/---

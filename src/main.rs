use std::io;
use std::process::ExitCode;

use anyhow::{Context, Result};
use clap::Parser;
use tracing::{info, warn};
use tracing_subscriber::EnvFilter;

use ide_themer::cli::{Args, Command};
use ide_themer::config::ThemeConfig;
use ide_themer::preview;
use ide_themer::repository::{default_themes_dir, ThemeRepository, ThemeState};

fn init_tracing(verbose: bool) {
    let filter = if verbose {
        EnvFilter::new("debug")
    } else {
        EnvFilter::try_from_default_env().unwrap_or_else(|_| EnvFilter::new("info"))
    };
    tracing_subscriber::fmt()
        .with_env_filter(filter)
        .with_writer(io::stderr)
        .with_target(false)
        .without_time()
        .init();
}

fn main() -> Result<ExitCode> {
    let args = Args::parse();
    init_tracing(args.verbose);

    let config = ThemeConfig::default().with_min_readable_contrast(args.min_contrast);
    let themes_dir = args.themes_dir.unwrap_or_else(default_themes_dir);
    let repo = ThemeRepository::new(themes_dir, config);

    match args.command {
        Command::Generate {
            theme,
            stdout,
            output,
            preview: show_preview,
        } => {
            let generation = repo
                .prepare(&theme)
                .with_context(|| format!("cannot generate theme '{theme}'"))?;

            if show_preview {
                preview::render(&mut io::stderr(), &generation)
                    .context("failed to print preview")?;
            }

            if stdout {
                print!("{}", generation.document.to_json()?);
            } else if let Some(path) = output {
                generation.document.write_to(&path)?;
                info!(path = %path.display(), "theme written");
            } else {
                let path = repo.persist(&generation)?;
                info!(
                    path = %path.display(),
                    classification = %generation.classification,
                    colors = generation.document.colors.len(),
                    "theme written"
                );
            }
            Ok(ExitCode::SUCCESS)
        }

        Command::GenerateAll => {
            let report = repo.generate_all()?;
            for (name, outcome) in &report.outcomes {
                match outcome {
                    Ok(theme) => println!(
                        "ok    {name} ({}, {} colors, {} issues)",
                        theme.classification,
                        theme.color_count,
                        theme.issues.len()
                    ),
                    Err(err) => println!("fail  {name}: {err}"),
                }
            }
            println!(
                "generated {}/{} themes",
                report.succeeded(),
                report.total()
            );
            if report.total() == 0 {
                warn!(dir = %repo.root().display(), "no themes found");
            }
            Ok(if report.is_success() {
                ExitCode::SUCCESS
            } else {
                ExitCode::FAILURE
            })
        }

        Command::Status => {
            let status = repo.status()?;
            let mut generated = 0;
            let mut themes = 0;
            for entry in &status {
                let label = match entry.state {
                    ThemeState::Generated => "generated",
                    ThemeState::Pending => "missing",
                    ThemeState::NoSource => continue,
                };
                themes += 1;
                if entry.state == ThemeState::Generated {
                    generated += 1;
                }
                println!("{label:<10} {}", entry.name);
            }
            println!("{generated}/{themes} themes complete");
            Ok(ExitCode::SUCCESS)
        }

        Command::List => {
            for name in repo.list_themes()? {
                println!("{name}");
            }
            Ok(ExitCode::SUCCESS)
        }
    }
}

\---

What is expected:
Your reply must reproduce all records above exactly.

Result:
filename src/main.rs
use std::io;
use std::process::ExitCode;

use anyhow::{Context, Result};
use clap::Parser;
use tracing::{info, warn};
use tracing_subscriber::EnvFilter;

use ide_themer::cli::{Args, Command};
use ide_themer::config::ThemeConfig;
use ide_themer::preview;
use ide_themer::repository::{default_themes_dir, ThemeRepository, ThemeState};

fn init_tracing(verbose: bool) {
    let filter = if verbose {
        EnvFilter::new("debug")
    } else {
        EnvFilter::try_from_default_env().unwrap_or_else(|_| EnvFilter::new("info"))
    };
    tracing_subscriber::fmt()
        .with_env_filter(filter)
        .with_writer(io::stderr)
        .with_target(false)
        .without_time()
        .init();
}

fn main() -> Result<ExitCode> {
    let args = Args::parse();
    init_tracing(args.verbose);

    let config = ThemeConfig::default().with_min_readable_contrast(args.min_contrast);
    let themes_dir = args.themes_dir.unwrap_or_else(default_themes_dir);
    let repo = ThemeRepository::new(themes_dir, config);

    match args.command {
        Command::Generate {
            theme,
            stdout,
            output,
            preview: show_preview,
        } => {
            let generation = repo
                .prepare(&theme)
                .with_context(|| format!("cannot generate theme '{theme}'"))?;

            if show_preview {
                preview::render(&mut io::stderr(), &generation)
                    .context("failed to print preview")?;
            }

            if stdout {
                print!("{}", generation.document.to_json()?);
            } else if let Some(path) = output {
                generation.document.write_to(&path)?;
                info!(path = %path.display(), "theme written");
            } else {
                let path = repo.persist(&generation)?;
                info!(
                    path = %path.display(),
                    classification = %generation.classification,
                    colors = generation.document.colors.len(),
                    "theme written"
                );
            }
            Ok(ExitCode::SUCCESS)
        }

        Command::GenerateAll => {
            let report = repo.generate_all()?;
            for (name, outcome) in &report.outcomes {
                match outcome {
                    Ok(theme) => println!(
                        "ok    {name} ({}, {} colors, {} issues)",
                        theme.classification,
                        theme.color_count,
                        theme.issues.len()
                    ),
                    Err(err) => println!("fail  {name}: {err}"),
                }
            }
            println!(
                "generated {}/{} themes",
                report.succeeded(),
                report.total()
            );
            if report.total() == 0 {
                warn!(dir = %repo.root().display(), "no themes found");
            }
            Ok(if report.is_success() {
                ExitCode::SUCCESS
            } else {
                ExitCode::FAILURE
            })
        }

        Command::Status => {
            let status = repo.status()?;
            let mut generated = 0;
            let mut themes = 0;
            for entry in &status {
                let label = match entry.state {
                    ThemeState::Generated => "generated",
                    ThemeState::Pending => "missing",
                    ThemeState::NoSource => continue,
                };
                themes += 1;
                if entry.state == ThemeState::Generated {
                    generated += 1;
                }
                println!("{label:<10} {}", entry.name);
            }
            println!("{generated}/{themes} themes complete");
            Ok(ExitCode::SUCCESS)
        }

        Command::List => {
            for name in repo.list_themes()? {
                println!("{name}");
            }
            Ok(ExitCode::SUCCESS)
        }
    }
}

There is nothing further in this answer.